North Korea said Friday that it would not hold talks with the United States and South Korea on its nuclear weapons program as long as the two countries continued to hold joint military exercises.
"This is the deterrent, the nuclear deterrent to cope with the nuclear threat from America," North Korean U.N. Ambassador Han Tae Song told Reuters on Friday in an exclusive interview in Geneva.
"There are continued military exercises using nuclear assets as well as aircraft carriers, and strategic bombers ... raising such kinds of military exercises against my country," Han said.
On November 11, the U.S. and South Korea began four days of joint naval drills in waters off South Korea's eastern coast in what the South Korean military described as a clear warning to North Korea.

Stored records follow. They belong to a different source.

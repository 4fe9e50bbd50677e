//! API layer - HTTP endpoints and middleware

pub mod debug;
pub mod health;
pub mod middleware;
pub mod patterns;
pub mod router;
pub mod state;
pub mod types;

pub use router::create_router_with_state;
pub use state::AppState;
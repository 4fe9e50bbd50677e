//! Cairn Gateway
//!
//! Edge router for interaction patterns. Each pattern is quantized into a
//! namespaced cache key; a stored artifact is served as-is, otherwise the
//! matching generator asks the generation backend for one and stores it
//! forever.

pub mod api;
pub mod cli;
pub mod config;
pub mod domain;
pub mod infrastructure;

pub use config::AppConfig;

use std::sync::Arc;
use std::time::Duration;

use api::state::AppState;
use config::{GenerationConfig, StoreSettings, API_KEY_FALLBACK_ENV};
use domain::{
    CairnGenerator, DomainError, GenerationBackend, GeneratorRegistry, PatternRouter,
    PromenadeGenerator, ResponseCache, ResponseCacheConfig, Store,
};
use infrastructure::llm::{AnthropicBackend, HttpClient};
use infrastructure::store::{StoreConfig, StoreFactory, StoreType};
use tracing::{info, warn};

/// Create the application state from configuration
pub async fn create_app_state(config: &AppConfig) -> anyhow::Result<AppState> {
    let backend = create_generation_backend(&config.generation)?;
    create_app_state_with_backend(config, backend).await
}

/// Create the application state around an existing generation backend
pub async fn create_app_state_with_backend(
    config: &AppConfig,
    backend: Arc<dyn GenerationBackend>,
) -> anyhow::Result<AppState> {
    let store = create_store(&config.store).await?;
    info!(backend = store.backend_name(), "Store initialized");

    let mut cache_config = ResponseCacheConfig::default();
    if config.cache.single_flight {
        cache_config = cache_config.with_single_flight();
    }
    let cache = ResponseCache::with_config(store.clone(), cache_config);

    let registry = create_generator_registry(&config.generation);
    info!(namespaces = ?registry.namespaces(), "Generators registered");

    let router = PatternRouter::new(Arc::new(registry), Arc::new(cache), backend);

    Ok(AppState::new(Arc::new(router), store).with_debug(config.debug.enabled))
}

/// Anthropic backend with the configured key, endpoint, model and timeout
pub fn create_generation_backend(
    config: &GenerationConfig,
) -> Result<Arc<dyn GenerationBackend>, DomainError> {
    let api_key = config.resolve_api_key().ok_or_else(|| {
        DomainError::configuration(format!(
            "No generation API key: set generation.api_key or {}",
            API_KEY_FALLBACK_ENV
        ))
    })?;

    let client = HttpClient::with_timeout(Duration::from_secs(config.timeout_secs))?;

    let backend = AnthropicBackend::with_base_url(client, api_key, &config.base_url)
        .with_model(&config.model)
        .with_max_tokens(config.max_tokens);

    info!(
        base_url = %config.base_url,
        model = %config.model,
        max_tokens = config.max_tokens,
        "Generation backend initialized"
    );

    Ok(Arc::new(backend))
}

/// Built-in generators with per-namespace model overrides applied
pub fn create_generator_registry(config: &GenerationConfig) -> GeneratorRegistry {
    let mut cairn = CairnGenerator::new();
    let mut promenade = PromenadeGenerator::new();

    for (namespace, model) in &config.models {
        match namespace.as_str() {
            CairnGenerator::NAMESPACE => cairn = cairn.with_model(model),
            PromenadeGenerator::NAMESPACE => promenade = promenade.with_model(model),
            _ => warn!(namespace = %namespace, "Ignoring model override for unknown namespace"),
        }
    }

    GeneratorRegistry::new()
        .with_generator(cairn)
        .with_generator(promenade)
}

pub async fn create_store(settings: &StoreSettings) -> Result<Arc<dyn Store>, DomainError> {
    let store_type: StoreType = settings.store_type.parse()?;

    let config = StoreConfig {
        store_type,
        redis_url: settings.redis_url.clone(),
        key_prefix: settings.key_prefix.clone(),
        max_capacity: settings.max_capacity,
        connection_timeout: None,
    };

    StoreFactory::new().create(&config).await
}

In Washington, State Department officials pushed back, saying U.S. joint military exercises with Asian allies were "lawful," "long-standing" and "defense-oriented," unlike North Korea's "unlawful nuclear and ballistic missile programs and testing."
Display of will, readiness
The joint exercises were designed to display "strong will and firm military readiness to defeat any provocation by North Korea with dominant force in the event of a crisis," Seoul's military said in a statement last week.
U.S. and Japanese naval forces, meanwhile, began their annual bilateral military training exercise Thursday in the waters surrounding Okinawa. It was also meant to send a strong signal to Pyongyang of America's capability to rapidly mobilize a potent military force.
China said on Thursday that a "dual suspension" proposal to handle North Korea was still the best option, after U.S. President Donald Trump said he and Chinese President Xi Jinping had rejected a "freeze for freeze" agreement.
'No moral equivalency'
State Department spokeswoman Heather Nauert on Friday played down the difference, saying Xi recognized a nuclear North Korea was a grave threat.
"A lot of countries like to talk about this idea for a freeze for freeze, but that's just not going to work," Nauert said during the briefing.
"There's no moral equivalency between the actions on the part" of North Korea and "our legal, justified activities," Nauert said, comparing Pyongyang's missile launches and advanced nuclear tests with U.S. joint military exercises with its Asian allies.
North Korea's Han, when asked about China's latest appeal for a freeze, said, "The situation is far from those things." Han said that U.S. administrations had "never accepted" halting joint military exercises, adding, "If they accept such things, then we will think what we do in the future."
Han dismissed new sanctions the Trump administration has said it is preparing and the possible addition of North Korea to the U.S. list of states sponsoring terrorism.
North Korea is under heavy global pressure to stop its nuclear and missile development programs, which are in defiance of U.N. Security Council resolutions. The country conducted its last ballistic missile test two months ago, and Han told Reuters he did not know when North Korea might test again.
"My country will continue to build up its self-defense capability, the pivot of which is nuclear forces and capability for a triumphant ... strike, as long as U.S. and hostile forces keep their nuclear threat and blackmail," he said.
The North Korean official added: "Our country plans ultimate completion of the nuclear force."
South Korea and the U.S. agreed Friday to keep seeking a peaceful resolution to the North Korean nuclear crisis, but a U.S. envoy said the two countries received "no signal" about Pyongyang's intentions.
China, meanwhile, was preparing Friday to send a representative to North Korea in an effort to improve relations.
Chinese state media reported that special envoy Song Tao — the highest-level envoy to be sent to Pyongyang in two years — would report the results of China's ruling Communist Party congress held last month and visit North Korean counterparts.
China did not provide additional information about the envoy's itinerary, including whether he would meet with North Korean leader Kim Jong Un.
Nike Ching at the State Department contributed to this report.